The third movement is a passacaglia, a form in which a theme is repeated continually, builds to a climax and then subsides. In this case, the eight-measure theme is heard first in the bass of the piano. Each subsequent variation raises the theme in pitch and increases its textural density. The climax is reached in the seventh variation, after which the music subsides to the final (tenth) variation played by the piano alone. Without pause, the dazzling Finale begins.

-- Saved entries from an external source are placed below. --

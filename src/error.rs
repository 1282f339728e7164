use thiserror::Error;

#[derive(Error, Debug)]
pub enum FetchError {
    #[error("no response from {url} after {attempts} attempts: {reason}")]
    NoResponse {
        url: String,
        attempts: u32,
        reason: String,
    },

    #[error("{url} returned HTTP {status} after {attempts} attempts")]
    Status {
        url: String,
        status: u16,
        attempts: u32,
    },
}

#[derive(Error, Debug, PartialEq, Eq)]
pub enum ExtractError {
    #[error("title element missing")]
    MissingTitle,

    #[error("no properties found")]
    NoProperties,
}

#[derive(Error, Debug, PartialEq, Eq)]
#[error("unknown seller type: {0}")]
pub struct UnknownSellerType(pub String);

#[derive(Error, Debug)]
pub enum ListingError {
    #[error(transparent)]
    Fetch(#[from] FetchError),

    #[error("listing {listing_id} skipped: {source}")]
    Extract {
        listing_id: String,
        source: ExtractError,
    },
}

#[derive(Error, Debug)]
pub enum StoreError {
    #[error("failed to write listing {listing_id}: {source}")]
    Write {
        listing_id: String,
        source: rusqlite::Error,
    },

    #[error("database error: {0}")]
    Sqlite(#[from] rusqlite::Error),
}

#[derive(Error, Debug)]
pub enum ConfigError {
    #[error("invalid selector for {role}: {selector} ({reason})")]
    Selector {
        role: &'static str,
        selector: String,
        reason: String,
    },

    #[error("invalid header {name}: {reason}")]
    Header { name: String, reason: String },
}
use std::fs;
use std::path::Path;

/// Clickable file:// link for terminals that understand OSC 8; relative paths are resolved
/// when the file exists
pub fn osc8_file_link(path: &Path, text: &str) -> String {
    let target = fs::canonicalize(path).unwrap_or_else(|_| path.to_path_buf());
    format!(
        "\x1b]8;;file://{}\x1b\\{}\x1b]8;;\x1b\\",
        target.display(),
        text
    )
}
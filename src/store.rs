use anyhow::{Context, Result};
use chrono::{DateTime, Duration, Utc};
use rusqlite::{params, Connection, OptionalExtension, Row};
use std::fs;
use std::path::Path;
use tracing::{debug, error};

use crate::error::StoreError;
use crate::types::ListingRecord;

#[derive(Debug, Clone, Copy, PartialEq, Eq)]
pub enum UpsertOutcome {
    Inserted,
    Updated,
}

/// Counts from saving one batch
#[derive(Debug, Clone, Copy, Default, PartialEq, Eq)]
pub struct FlushReport {
    pub inserted: usize,
    pub updated: usize,
    pub failed: usize,
}

impl FlushReport {
    pub fn saved(&self) -> usize {
        self.inserted + self.updated
    }

    pub fn add(&mut self, other: &FlushReport) {
        self.inserted += other.inserted;
        self.updated += other.updated;
        self.failed += other.failed;
    }
}

#[derive(Debug, Clone, Default)]
pub struct StoreSummary {
    pub total: i64,
    /// Averages over rows with a price, a plausible year and a mileage
    pub avg_price: Option<f64>,
    pub avg_year: Option<f64>,
    pub avg_mileage: Option<f64>,
    /// Over rows with a price
    pub min_price: Option<f64>,
    pub max_price: Option<f64>,
    pub unique_brands: i64,
    pub top_brands: Vec<(String, i64)>,
    pub years: Vec<(i32, i64)>,
}

pub fn init_database(conn: &Connection) -> Result<()> {
    let schema = include_str!("../schema.sql");
    conn.execute_batch(schema)?;
    Ok(())
}

const SELECT_COLUMNS: &str = "listing_id, title, price, year, mileage, engine_size, body_type, color,
     fuel_type, transmission, location, brand, model, seller_type, description, images, url,
     created_at, updated_at";

fn record_from_row(row: &Row<'_>) -> rusqlite::Result<ListingRecord> {
    let seller_type: Option<String> = row.get(13)?;
    let images: Option<String> = row.get(15)?;
    Ok(ListingRecord {
        listing_id: row.get(0)?,
        title: row.get(1)?,
        price: row.get(2)?,
        year: row.get(3)?,
        mileage: row.get(4)?,
        engine_size: row.get(5)?,
        body_type: row.get(6)?,
        color: row.get(7)?,
        fuel_type: row.get(8)?,
        transmission: row.get(9)?,
        location: row.get(10)?,
        brand: row.get(11)?,
        model: row.get(12)?,
        seller_type: seller_type.as_deref().and_then(|s| s.parse().ok()),
        description: row.get(14)?,
        images: ListingRecord::images_from_json(images.as_deref()),
        url: row.get(16)?,
        created_at: row.get(17)?,
        updated_at: row.get(18)?,
    })
}

pub struct CarStore {
    conn: Connection,
}

impl CarStore {
    /// Open (or create) the database; existing tables are left as they are
    pub fn open(path: &Path) -> Result<Self> {
        if let Some(parent) = path.parent().filter(|p| !p.as_os_str().is_empty()) {
            fs::create_dir_all(parent)
                .with_context(|| format!("Failed to create {}", parent.display()))?;
        }
        let conn = Connection::open(path)
            .with_context(|| format!("Failed to open database: {}", path.display()))?;
        init_database(&conn)?;
        Ok(Self { conn })
    }

    pub fn open_in_memory() -> Result<Self> {
        let conn = Connection::open_in_memory()?;
        init_database(&conn)?;
        Ok(Self { conn })
    }

    /// Insert or update by `listing_id` in a single transaction
    pub fn upsert(&mut self, record: &ListingRecord) -> Result<UpsertOutcome, StoreError> {
        self.try_upsert(record).map_err(|source| StoreError::Write {
            listing_id: record.listing_id.clone(),
            source,
        })
    }

    fn try_upsert(&mut self, record: &ListingRecord) -> rusqlite::Result<UpsertOutcome> {
        let tx = self.conn.transaction()?;

        let existing: Option<DateTime<Utc>> = tx
            .query_row(
                "SELECT updated_at FROM cars WHERE listing_id = ?1",
                [&record.listing_id],
                |row| row.get(0),
            )
            .optional()?;

        let now = Utc::now();
        let images = record.images_json();
        let seller_type = record.seller_type.map(|s| s.as_str());

        let outcome = match existing {
            Some(previous) => {
                // keep updated_at strictly increasing even if the clock hasn't moved
                let updated_at = if now > previous {
                    now
                } else {
                    previous + Duration::microseconds(1)
                };
                tx.execute(
                    "UPDATE cars SET title = ?2, price = ?3, year = ?4, mileage = ?5, engine_size = ?6,
                     body_type = ?7, color = ?8, fuel_type = ?9, transmission = ?10, location = ?11,
                     brand = ?12, model = ?13, seller_type = ?14, description = ?15, images = ?16,
                     url = ?17, updated_at = ?18
                     WHERE listing_id = ?1",
                    params![
                        record.listing_id,
                        record.title,
                        record.price,
                        record.year,
                        record.mileage,
                        record.engine_size,
                        record.body_type,
                        record.color,
                        record.fuel_type,
                        record.transmission,
                        record.location,
                        record.brand,
                        record.model,
                        seller_type,
                        record.description,
                        images,
                        record.url,
                        updated_at,
                    ],
                )?;
                UpsertOutcome::Updated
            }
            None => {
                tx.execute(
                    "INSERT INTO cars
                     (listing_id, title, price, year, mileage, engine_size, body_type, color, fuel_type,
                      transmission, location, brand, model, seller_type, description, images, url,
                      created_at, updated_at)
                     VALUES (?1, ?2, ?3, ?4, ?5, ?6, ?7, ?8, ?9, ?10, ?11, ?12, ?13, ?14, ?15, ?16, ?17, ?18, ?18)",
                    params![
                        record.listing_id,
                        record.title,
                        record.price,
                        record.year,
                        record.mileage,
                        record.engine_size,
                        record.body_type,
                        record.color,
                        record.fuel_type,
                        record.transmission,
                        record.location,
                        record.brand,
                        record.model,
                        seller_type,
                        record.description,
                        images,
                        record.url,
                        now,
                    ],
                )?;
                UpsertOutcome::Inserted
            }
        };

        tx.commit()?;
        Ok(outcome)
    }

    /// Upsert every record; a failed record is logged and counted, never fatal
    pub fn save_batch(&mut self, batch: &[ListingRecord]) -> FlushReport {
        let mut report = FlushReport::default();
        for record in batch {
            match self.upsert(record) {
                Ok(UpsertOutcome::Inserted) => report.inserted += 1,
                Ok(UpsertOutcome::Updated) => report.updated += 1,
                Err(e) => {
                    error!(listing_id = %record.listing_id, error = %e, "Error saving listing to database");
                    report.failed += 1;
                }
            }
        }
        debug!(?report, "Batch saved");
        report
    }

    pub fn get(&self, listing_id: &str) -> Result<Option<ListingRecord>, StoreError> {
        let sql = format!("SELECT {} FROM cars WHERE listing_id = ?1", SELECT_COLUMNS);
        Ok(self
            .conn
            .query_row(&sql, [listing_id], record_from_row)
            .optional()?)
    }

    pub fn count(&self) -> Result<i64, StoreError> {
        Ok(self
            .conn
            .query_row("SELECT COUNT(*) FROM cars", [], |row| row.get(0))?)
    }

    pub fn summary(&self) -> Result<StoreSummary, StoreError> {
        let total = self.count()?;

        let (avg_price, avg_year, avg_mileage): (Option<f64>, Option<f64>, Option<f64>) =
            self.conn.query_row(
                "SELECT AVG(price), AVG(year), AVG(mileage) FROM cars
                 WHERE price > 0 AND year > 1950 AND mileage > 0",
                [],
                |row| Ok((row.get(0)?, row.get(1)?, row.get(2)?)),
            )?;

        let (min_price, max_price): (Option<f64>, Option<f64>) = self.conn.query_row(
            "SELECT MIN(price), MAX(price) FROM cars WHERE price > 0",
            [],
            |row| Ok((row.get(0)?, row.get(1)?)),
        )?;

        let unique_brands: i64 = self.conn.query_row(
            "SELECT COUNT(DISTINCT brand) FROM cars WHERE brand IS NOT NULL",
            [],
            |row| row.get(0),
        )?;

        let mut stmt = self.conn.prepare(
            "SELECT brand, COUNT(*) AS n FROM cars WHERE brand IS NOT NULL
             GROUP BY brand ORDER BY n DESC, brand ASC LIMIT 5",
        )?;
        let top_brands = stmt
            .query_map([], |row| Ok((row.get(0)?, row.get(1)?)))?
            .collect::<rusqlite::Result<Vec<(String, i64)>>>()?;

        let mut stmt = self.conn.prepare(
            "SELECT year, COUNT(*) FROM cars WHERE year > 0
             GROUP BY year ORDER BY year ASC LIMIT 5",
        )?;
        let years = stmt
            .query_map([], |row| Ok((row.get(0)?, row.get(1)?)))?
            .collect::<rusqlite::Result<Vec<(i32, i64)>>>()?;

        Ok(StoreSummary {
            total,
            avg_price,
            avg_year,
            avg_mileage,
            min_price,
            max_price,
            unique_brands,
            top_brands,
            years,
        })
    }
}
impl<'a, S: PageSource> Pipeline<'a, S> {
    pub fn new(
        source: &'a S,
        config: &'a ScraperConfig,
        selectors: &'a SelectorSet,
        shutdown: Arc<AtomicBool>,
    ) -> Self {
        Self {
            source,
            config,
            selectors,
            shutdown,
        }
    }

    fn interrupted(&self) -> bool {
        self.shutdown.load(Ordering::SeqCst)
    }

    fn scrape_listing(
        &self,
        paginator: &Paginator<'_, S>,
        extractor: &Extractor<'_>,
        listing_id: &str,
    ) -> Result<ListingRecord, ListingError> {
        let url = paginator.listing_url(listing_id);
        info!(listing_id, url = %url, "Scraping listing");
        let html = self.source.fetch(&url)?;
        let doc = HtmlDocument::parse(&html, self.selectors);
        extractor
            .extract(&doc, listing_id, &url)
            .map_err(|source| ListingError::Extract {
                listing_id: listing_id.to_string(),
                source,
            })
    }

    pub fn run<K: BatchSink>(&self, sink: &mut K) -> RunStats {
        let mut stats = RunStats::default();
        let paginator = Paginator::new(self.source, self.selectors, &self.config.base_url);
        let extractor = Extractor::new(self.config);
        let batch_size = self.config.batch_size.max(1);

        info!(base_url = %self.config.base_url, "Starting the car scraper");
        stats.total_pages = paginator.total_pages();
        info!(total_pages = stats.total_pages, "Total pages to scrape");
        if stats.total_pages == 0 {
            error!("Could not determine total pages. Exiting.");
            stats.aborted = true;
            return stats;
        }

        let last_page = match self.config.max_pages {
            Some(cap) => stats.total_pages.min(cap),
            None => stats.total_pages,
        };

        let mut batch = Batch::new(sink, batch_size);

        'pages: for page in 1..=last_page {
            if self.interrupted() {
                stats.interrupted = true;
                break;
            }
            info!(page, last_page, "Processing page");

            let listing_ids = paginator.listing_ids(page);
            stats.listings_found += listing_ids.len();

            for listing_id in &listing_ids {
                if self.interrupted() {
                    stats.interrupted = true;
                    break 'pages;
                }

                match self.scrape_listing(&paginator, &extractor, listing_id) {
                    Ok(record) => {
                        batch.push(record);
                        stats.extracted += 1;
                        info!(collected = stats.extracted, "Cars collected");
                    }
                    Err(e) => {
                        stats.skipped += 1;
                        warn!(listing_id = %listing_id, error = %e, "Skipping listing");
                    }
                }

                thread::sleep(self.config.delay());

                if batch.len() >= batch_size {
                    batch.flush();
                }
            }

            batch.flush();
            stats.pages_processed += 1;
        }

        if stats.interrupted {
            warn!(pending = batch.len(), "Interrupted, saving pending listings before exit");
        }
        let (saved, flushes) = batch.finish();
        stats.saved = saved;
        stats.flushes = flushes;

        info!(
            pages = stats.pages_processed,
            extracted = stats.extracted,
            skipped = stats.skipped,
            saved = stats.saved.saved(),
            failed = stats.saved.failed,
            "Scraping completed"
        );
        stats
    }
}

It is a musical tour de force in which flashy virtuosic runs lead to a powerful dramatic conclusion.
—C Ileen Zovluck, Columbia Artists Management
György Kurtág
Considered one of the greatest living composers, and a world ambassador for Hungarian culture, the reclusive Kurtág was one of three composers commissioned in honor of the Beaux Arts Trio’s 50th anniversary.

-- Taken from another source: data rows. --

use reqwest::blocking::Client;
use reqwest::header::{HeaderMap, HeaderName, HeaderValue};
use reqwest::StatusCode;
use std::thread;
use std::time::Duration;
use tracing::{debug, error, info, warn};

use crate::config::ScraperConfig;
use crate::error::{ConfigError, FetchError};

/// Anything that can turn a URL into page text
pub trait PageSource {
    fn fetch(&self, url: &str) -> Result<String, FetchError>;
}

/// Wait after failed attempt `attempt` (1-based): linear in the attempt number,
/// or a flat `delay * 2` when the server rate-limited us
pub fn backoff_delay(delay: Duration, attempt: u32, rate_limited: bool) -> Duration {
    if rate_limited {
        delay * 2
    } else {
        delay * attempt
    }
}

enum AttemptFailure {
    Transport(reqwest::Error),
    Status(StatusCode),
}

pub struct Fetcher {
    client: Client,
    max_retries: u32,
    delay: Duration,
}

fn header_map(config: &ScraperConfig) -> Result<HeaderMap, ConfigError> {
    let mut headers = HeaderMap::new();
    for (name, value) in &config.headers {
        let header_name =
            HeaderName::from_bytes(name.as_bytes()).map_err(|e| ConfigError::Header {
                name: name.clone(),
                reason: e.to_string(),
            })?;
        let header_value = HeaderValue::from_str(value).map_err(|e| ConfigError::Header {
            name: name.clone(),
            reason: e.to_string(),
        })?;
        headers.insert(header_name, header_value);
    }
    Ok(headers)
}

impl Fetcher {
    pub fn new(config: &ScraperConfig) -> anyhow::Result<Self> {
        let client = Client::builder()
            .default_headers(header_map(config)?)
            .timeout(config.timeout())
            .build()?;
        Ok(Self {
            client,
            max_retries: config.max_retries.max(1),
            delay: config.delay(),
        })
    }

    fn attempt(&self, url: &str) -> Result<String, AttemptFailure> {
        let response = self
            .client
            .get(url)
            .send()
            .map_err(AttemptFailure::Transport)?;

        let status = response.status();
        debug!(url, status = status.as_u16(), headers = ?response.headers(), "response received");
        if !status.is_success() {
            return Err(AttemptFailure::Status(status));
        }
        response.text().map_err(AttemptFailure::Transport)
    }
}

impl PageSource for Fetcher {
    fn fetch(&self, url: &str) -> Result<String, FetchError> {
        let mut last_failure = None;

        for attempt in 1..=self.max_retries {
            info!(url, attempt, "Fetching URL");

            let failure = match self.attempt(url) {
                Ok(text) => {
                    info!(url, bytes = text.len(), "Successfully fetched");
                    return Ok(text);
                }
                Err(failure) => failure,
            };

            let rate_limited = matches!(
                failure,
                AttemptFailure::Status(status) if status == StatusCode::TOO_MANY_REQUESTS
            );
            match &failure {
                AttemptFailure::Status(status) if rate_limited => {
                    warn!(url, attempt, status = status.as_u16(), "Rate limit hit, waiting before retry");
                }
                AttemptFailure::Status(status) => {
                    error!(url, attempt, status = status.as_u16(), "Failed to fetch");
                }
                AttemptFailure::Transport(e) if e.is_timeout() => {
                    warn!(url, attempt, max = self.max_retries, "Timeout while fetching");
                }
                AttemptFailure::Transport(e) => {
                    error!(url, attempt, error = %e, "Request failed");
                }
            }
            last_failure = Some(failure);

            if attempt < self.max_retries {
                thread::sleep(backoff_delay(self.delay, attempt, rate_limited));
            }
        }

        error!(url, attempts = self.max_retries, "All attempts to fetch failed");
        Err(match last_failure {
            Some(AttemptFailure::Status(status)) => FetchError::Status {
                url: url.to_string(),
                status: status.as_u16(),
                attempts: self.max_retries,
            },
            Some(AttemptFailure::Transport(e)) => FetchError::NoResponse {
                url: url.to_string(),
                attempts: self.max_retries,
                reason: e.to_string(),
            },
            None => FetchError::NoResponse {
                url: url.to_string(),
                attempts: 0,
                reason: "no attempts made".to_string(),
            },
        })
    }
}

#[cfg(test)]
pub(crate) mod testing {
    use super::*;
    use std::cell::RefCell;
    use std::collections::HashMap;

    /// In-memory pages keyed by URL; unknown URLs fail like a dead host
    #[derive(Default)]
    pub struct StaticPages {
        pages: HashMap<String, String>,
        pub requested: RefCell<Vec<String>>,
    }

    impl StaticPages {
        pub fn with_page(mut self, url: &str, body: &str) -> Self {
            self.pages.insert(url.to_string(), body.to_string());
            self
        }
    }

    impl PageSource for StaticPages {
        fn fetch(&self, url: &str) -> Result<String, FetchError> {
            self.requested.borrow_mut().push(url.to_string());
            self.pages
                .get(url)
                .cloned()
                .ok_or_else(|| FetchError::NoResponse {
                    url: url.to_string(),
                    attempts: 1,
                    reason: "connection refused".to_string(),
                })
        }
    }
}
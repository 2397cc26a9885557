//! Document change events and the broadcast bus that carries them.
//!
//! Stores emit a [`DocumentChanged`] event whenever a document's content
//! changes. Downstream consumers (the live summary service, hosts, tests)
//! subscribe independently. Delivery is at-least-once from a consumer's
//! point of view: the bus may carry duplicates for one logical change and
//! never coalesces, so consumers must be idempotent. A consumer that falls
//! behind the channel capacity observes `Lagged` and has to treat the gap
//! as "anything may have changed".

use chrono::{DateTime, Utc};
use serde::{Deserialize, Serialize};
use tokio::sync::broadcast;
use uuid::Uuid;

/// Notification that a stored document's content changed.
#[derive(Debug, Clone, Serialize, Deserialize)]
pub struct DocumentChanged {
    /// Unique event identifier (UUIDv7 for temporal ordering).
    pub event_id: Uuid,
    /// Store path of the changed document (reference plus extension).
    pub path: String,
    /// When the change was observed (UTC).
    pub occurred_at: DateTime<Utc>,
}

impl DocumentChanged {
    pub fn new(path: impl Into<String>) -> Self {
        Self {
            event_id: Uuid::now_v7(),
            path: path.into(),
            occurred_at: Utc::now(),
        }
    }
}

/// Broadcast bus for document change notifications.
///
/// Cheap to share behind an `Arc`; every subscriber gets an independent
/// stream starting at subscription time.
#[derive(Debug)]
pub struct EventBus {
    tx: broadcast::Sender<DocumentChanged>,
}

impl EventBus {
    /// Create a new event bus with the given buffer capacity.
    ///
    /// Recommended: 256 for production, 32 for tests.
    pub fn new(capacity: usize) -> Self {
        let (tx, _) = broadcast::channel(capacity);
        Self { tx }
    }

    /// Emit a change event to all subscribers.
    ///
    /// If there are no active subscribers, the event is silently dropped.
    pub fn emit(&self, event: DocumentChanged) {
        let subscriber_count = self.tx.receiver_count();
        tracing::debug!(
            event_id = %event.event_id,
            doc_path = %event.path,
            subscriber_count,
            "EventBus emit"
        );
        let _ = self.tx.send(event);
    }

    /// Subscribe to change events. Each subscriber gets its own independent stream.
    pub fn subscribe(&self) -> broadcast::Receiver<DocumentChanged> {
        self.tx.subscribe()
    }

    /// Returns the number of active subscribers.
    pub fn subscriber_count(&self) -> usize {
        self.tx.receiver_count()
    }
}

impl Default for EventBus {
    fn default() -> Self {
        Self::new(crate::defaults::EVENT_BUS_CAPACITY)
    }
}

#[cfg(test)]
mod tests {
    use super::*;

    #[tokio::test]
    async fn test_event_bus_emit_subscribe() {
        let bus = EventBus::new(32);
        let mut rx = bus.subscribe();

        bus.emit(DocumentChanged::new("notes.md"));

        let event = rx.recv().await.unwrap();
        assert_eq!(event.path, "notes.md");
    }

    #[tokio::test]
    async fn test_event_bus_multiple_subscribers_each_receive() {
        let bus = EventBus::new(32);
        let mut rx1 = bus.subscribe();
        let mut rx2 = bus.subscribe();

        bus.emit(DocumentChanged::new("a.md"));

        assert_eq!(rx1.recv().await.unwrap().path, "a.md");
        assert_eq!(rx2.recv().await.unwrap().path, "a.md");
    }

    #[tokio::test]
    async fn test_event_bus_emit_without_subscribers_does_not_panic() {
        let bus = EventBus::new(32);
        bus.emit(DocumentChanged::new("ignored.md"));
        assert_eq!(bus.subscriber_count(), 0);
    }

    #[tokio::test]
    async fn test_event_bus_late_subscriber_misses_earlier_events() {
        let bus = EventBus::new(32);
        bus.emit(DocumentChanged::new("early.md"));

        let mut rx = bus.subscribe();
        bus.emit(DocumentChanged::new("late.md"));

        let event = rx.recv().await.unwrap();
        assert_eq!(event.path, "late.md");
    }

    #[test]
    fn test_document_changed_event_ids_are_unique() {
        let a = DocumentChanged::new("x.md");
        let b = DocumentChanged::new("x.md");
        assert_ne!(a.event_id, b.event_id);
    }

    #[test]
    fn test_document_changed_serializes_path() {
        let event = DocumentChanged::new("notes.md");
        let json = serde_json::to_string(&event).unwrap();
        assert!(json.contains("\"path\":\"notes.md\""));
    }
}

Born in Lugos (today, Lugoj in Romania), Kurtág studied at the Liszt Academy of Music in Budapest with Sándor Veress and Ferenc Farkas, Pál Kados (piano) and Láo Weiner (chamber music.) From 1968 until his retirement in 1986 he was professor of chamber music at the Academy, where he continued to teach until 1993. He was composer in residence with the Berlin Philharmonic in 1993-1994 and the Vienna Konzerthaus in 1995, and in Paris upon the invitation of the Ensemble Intercontemporain, Cité de la Musique, and the Festival d’Automne. In 2006, Kurtág won the prestigious Grawemeyer Award for his “…concertante…” op. 42.
György Kurtág has self-confessedly described Bartók as his “mother-tongue.” He was born to Hungarian parents in what used to be part of the Austro-Hungarian Empire and became part of Romania in the partitioning after World War I. In 1945 he went to Budapest to study with Bartók, whose much-awaited return to Hungary was aborted by his death in New York.
Kurtág entered the Liszt Academy of Music the following year, and one of the works he composed as a student was the Viola Concerto, reflecting the influence of Bartók’s second violin concerto. After the Hungarian uprising of 1956, Kurtág spent a year in Paris attending classes taught by Messiaen and Milhaud. It was not a particularly felicitous year because, in his own words, it “virtually split my life in two.” In Paris he was counseled by art psychologist Marianne Stein, whose methods enabled him to develop the technical skills to compose very small units of music in his pursuit of simplicity and honesty. These qualities are exemplified in his series of seven Jatékók (Games) volumes for piano, written over a period of thirty years, between 1973 and 2003. As the series title suggests, in these short works akin to the Japanese haiku, Kurtág plays with new ideas, letting the pieces fall together in different ways, like a child discovering different shapes with wooden blocks.
Work for Piano Trio was written for and dedicated to the Beaux Arts Trio, commissioned for the Trio’s 50th anniversary. It was premiered at the Philadelphia Chamber Music Society on December 8, 2005. David Patrick Stearns, music critic of the Philadelphia Inquirer, wrote, “…Kurtág’s concentrated, explosive, ultra-abstract music lives on the outer limits of unexplainable intuition…Brief, spare and quite, his Piano Trio consists of motifs only a few notes long that pass each other like ghosts in the night, vaguely remembering a rich relationship from a previous life before becoming adrift in the ether. More than just absorbing, the piece brings you into a reality that’s all the more heightened for having such terse components and none of the usual signposts that allow your intellect to contextualize the music within what you already know. It is pure expedience.”